Your assignment:
An identical reprint of the entire listing below is expected.

----- Records

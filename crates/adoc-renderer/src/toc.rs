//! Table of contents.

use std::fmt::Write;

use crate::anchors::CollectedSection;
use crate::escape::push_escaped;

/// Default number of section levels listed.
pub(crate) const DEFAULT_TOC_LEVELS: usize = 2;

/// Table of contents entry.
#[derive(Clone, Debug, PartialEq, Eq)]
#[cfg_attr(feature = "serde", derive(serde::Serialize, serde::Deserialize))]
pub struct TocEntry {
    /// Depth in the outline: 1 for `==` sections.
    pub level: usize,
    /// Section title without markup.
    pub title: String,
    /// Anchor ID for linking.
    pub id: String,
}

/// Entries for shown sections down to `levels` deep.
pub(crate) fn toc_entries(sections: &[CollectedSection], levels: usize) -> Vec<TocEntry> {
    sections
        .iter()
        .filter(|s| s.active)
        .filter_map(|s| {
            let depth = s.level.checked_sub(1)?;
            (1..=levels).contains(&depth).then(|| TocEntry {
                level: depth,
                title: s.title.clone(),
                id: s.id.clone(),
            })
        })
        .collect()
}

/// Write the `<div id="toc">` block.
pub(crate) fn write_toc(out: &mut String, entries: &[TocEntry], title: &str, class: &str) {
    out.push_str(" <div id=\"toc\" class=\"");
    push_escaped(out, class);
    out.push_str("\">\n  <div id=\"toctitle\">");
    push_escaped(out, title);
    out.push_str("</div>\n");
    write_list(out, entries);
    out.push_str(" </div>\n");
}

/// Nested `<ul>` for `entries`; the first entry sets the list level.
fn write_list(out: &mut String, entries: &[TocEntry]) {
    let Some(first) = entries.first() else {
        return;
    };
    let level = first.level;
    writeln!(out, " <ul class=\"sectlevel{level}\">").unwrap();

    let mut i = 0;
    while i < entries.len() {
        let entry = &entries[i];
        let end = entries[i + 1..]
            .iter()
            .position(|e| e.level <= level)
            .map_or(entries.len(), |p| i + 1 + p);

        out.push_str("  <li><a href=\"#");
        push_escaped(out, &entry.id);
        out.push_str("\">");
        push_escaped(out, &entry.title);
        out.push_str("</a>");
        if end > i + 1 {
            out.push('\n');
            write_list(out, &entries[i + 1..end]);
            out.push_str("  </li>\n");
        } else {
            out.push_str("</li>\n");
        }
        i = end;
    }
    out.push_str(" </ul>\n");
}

----------

Response for this exercise:
filename crates/adoc-renderer/src/toc.rs
//! Table of contents.

use std::fmt::Write;

use crate::anchors::CollectedSection;
use crate::escape::push_escaped;

/// Default number of section levels listed.
pub(crate) const DEFAULT_TOC_LEVELS: usize = 2;

/// Table of contents entry.
#[derive(Clone, Debug, PartialEq, Eq)]
#[cfg_attr(feature = "serde", derive(serde::Serialize, serde::Deserialize))]
pub struct TocEntry {
    /// Depth in the outline: 1 for `==` sections.
    pub level: usize,
    /// Section title without markup.
    pub title: String,
    /// Anchor ID for linking.
    pub id: String,
}

/// Entries for shown sections down to `levels` deep.
pub(crate) fn toc_entries(sections: &[CollectedSection], levels: usize) -> Vec<TocEntry> {
    sections
        .iter()
        .filter(|s| s.active)
        .filter_map(|s| {
            let depth = s.level.checked_sub(1)?;
            (1..=levels).contains(&depth).then(|| TocEntry {
                level: depth,
                title: s.title.clone(),
                id: s.id.clone(),
            })
        })
        .collect()
}

/// Write the `<div id="toc">` block.
pub(crate) fn write_toc(out: &mut String, entries: &[TocEntry], title: &str, class: &str) {
    out.push_str(" <div id=\"toc\" class=\"");
    push_escaped(out, class);
    out.push_str("\">\n  <div id=\"toctitle\">");
    push_escaped(out, title);
    out.push_str("</div>\n");
    write_list(out, entries);
    out.push_str(" </div>\n");
}

/// Nested `<ul>` for `entries`; the first entry sets the list level.
fn write_list(out: &mut String, entries: &[TocEntry]) {
    let Some(first) = entries.first() else {
        return;
    };
    let level = first.level;
    writeln!(out, " <ul class=\"sectlevel{level}\">").unwrap();

    let mut i = 0;
    while i < entries.len() {
        let entry = &entries[i];
        let end = entries[i + 1..]
            .iter()
            .position(|e| e.level <= level)
            .map_or(entries.len(), |p| i + 1 + p);

        out.push_str("  <li><a href=\"#");
        push_escaped(out, &entry.id);
        out.push_str("\">");
        push_escaped(out, &entry.title);
        out.push_str("</a>");
        if end > i + 1 {
            out.push('\n');
            write_list(out, &entries[i + 1..end]);
            out.push_str("  </li>\n");
        } else {
            out.push_str("</li>\n");
        }
        i = end;
    }
    out.push_str(" </ul>\n");
}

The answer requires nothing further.